Pediatric studies have often focused on a particular virus or a specific underlying malignancy making the overall assessment of the epidemiology of respiratory viral infections arduous. More studies are needed in order to define the true impact of these infections on mortality and morbidity of paediatric oncology patients, to better delineate therapeutic options and to identify ways of preventing such infections in these patients. Furthermore, few studies have utilized the latest -more sensitive and accurate-methods for viral detection. As a result there is a paucity of data regarding the epidemiology of recently emerged viral pathogens such as hMPV, bocavirus that play an important role in immunocompromised children [2,9,11]. Furthermore, it is hypothesized but not studied, that viral-bacterial co-infections are more frequent in immunocompromised patients compared to healthy subjects and are associated with increased clinical severity of respiratory infections due to impaired immune system and /or extensive pre-exposure to antibiotics. Moreover, it is difficult to compare incidence and disease burden between immunocompetent children and pediatric oncology patients since there have not been any studies evaluating URIs during the same period among these different cohorts.

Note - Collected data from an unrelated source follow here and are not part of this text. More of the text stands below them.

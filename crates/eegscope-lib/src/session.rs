//! Turning an upload or preset pick into the state a viewer needs, and making
//! sure a slow load cannot overwrite a newer one.

use crate::channels::{organize, ChannelSelection, DetectedChannels};
use crate::config::IngestConfig;
use crate::display::DisplayWindow;
use crate::error::IngestError;
use crate::io::preset::{self, STANDARD_CHANNELS};
use crate::io::{self, file_extension, Table};
use crate::signal::Sample;
use log::{debug, warn};
use serde::Serialize;
use std::path::Path;
use std::sync::atomic::{AtomicU64, Ordering};
use std::sync::{Arc, Mutex, PoisonError};

/// Everything derived from one successfully ingested recording.
#[derive(Debug, Clone, Serialize)]
pub struct LoadedRecording {
    pub source: String,
    pub samples: Vec<Sample>,
    pub detected: DetectedChannels,
    pub window: DisplayWindow,
    pub selection: ChannelSelection,
}

impl LoadedRecording {
    /// The picker lists the first sample's channels in file column order.
    pub fn from_upload(source: &str, table: Table) -> Self {
        let detected = organize(&table.channel_order());
        Self {
            source: source.to_string(),
            window: DisplayWindow::from_samples(&table.samples),
            selection: ChannelSelection::all(&detected.available),
            detected,
            samples: table.samples,
        }
    }

    /// The window spans every row of the file, including rows that gave no sample.
    pub fn from_preset(id: &str, table: Table) -> Self {
        let detected = organize(&STANDARD_CHANNELS);
        Self {
            source: format!("{}.csv", id),
            window: DisplayWindow::for_preset(table.rows),
            selection: ChannelSelection::all(&detected.available),
            detected,
            samples: table.samples,
        }
    }
}

/// Route an upload to the ingestor matching its extension.
pub fn load_upload(
    bytes: &[u8],
    file_name: &str,
    mime: &str,
    config: &IngestConfig,
) -> Result<LoadedRecording, IngestError> {
    let table = match file_extension(file_name).as_deref() {
        Some("xlsx" | "xls") => io::parse_spreadsheet_table(bytes, config)?,
        Some("csv") => io::parse_delimited_table(bytes, file_name, mime, config)?,
        other => {
            return Err(IngestError::UnsupportedFormat(format!(
                "'{}' ({}); upload a CSV or Excel file",
                file_name,
                other.map(|ext| format!(".{}", ext)).unwrap_or_else(|| "no extension".into())
            )))
        }
    };
    Ok(LoadedRecording::from_upload(file_name, table))
}

pub fn load_preset_recording(dir: &Path, id: &str) -> Result<LoadedRecording, IngestError> {
    let table = preset::load_preset(dir, id)?;
    Ok(LoadedRecording::from_preset(id, table))
}

/// Handle for one load started through a [`LoadSession`].
#[derive(Debug)]
pub struct LoadTicket {
    generation: u64,
}

impl LoadTicket {
    pub fn generation(&self) -> u64 {
        self.generation
    }
}

#[derive(Debug)]
pub enum LoadOutcome {
    /// The recording is now the current one.
    Published,
    /// The load failed while still current; the current recording was cleared.
    Failed(IngestError),
    /// A newer load was started meanwhile; the result was dropped.
    Stale,
}

/// Holds the current recording. Each load takes a ticket; only the latest
/// ticket may publish, whatever order loads finish in.
#[derive(Debug, Default)]
pub struct LoadSession {
    generation: AtomicU64,
    current: Mutex<Option<Arc<LoadedRecording>>>,
}

impl LoadSession {
    pub fn new() -> Self {
        Self::default()
    }

    pub fn begin(&self) -> LoadTicket {
        let generation = self.generation.fetch_add(1, Ordering::AcqRel) + 1;
        debug!("load #{} started", generation);
        LoadTicket { generation }
    }

    pub fn is_latest(&self, ticket: &LoadTicket) -> bool {
        self.generation.load(Ordering::Acquire) == ticket.generation
    }

    pub fn complete(
        &self,
        ticket: LoadTicket,
        result: Result<LoadedRecording, IngestError>,
    ) -> LoadOutcome {
        let mut current = self.current.lock().unwrap_or_else(PoisonError::into_inner);
        if !self.is_latest(&ticket) {
            warn!(
                "dropping result of load #{}; load #{} is newer",
                ticket.generation,
                self.generation.load(Ordering::Acquire)
            );
            return LoadOutcome::Stale;
        }
        match result {
            Ok(recording) => {
                *current = Some(Arc::new(recording));
                LoadOutcome::Published
            }
            Err(err) => {
                *current = None;
                LoadOutcome::Failed(err)
            }
        }
    }

    pub fn current(&self) -> Option<Arc<LoadedRecording>> {
        self.current
            .lock()
            .unwrap_or_else(PoisonError::into_inner)
            .clone()
    }
}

Recently, in a study involving immunocompetent children viral co-infection was a major factor associated with hospitalization . This is in accordance with the aforementioned data since among pediatric oncology patients co-infections are associated with disease burden. Finally and most importantly, previous studies have focused on mortality as an outcome, while the issue of delays in chemotherapy due to respiratory viral infections and their potential association with patients’ survival, has not been satisfactorily addressed to date.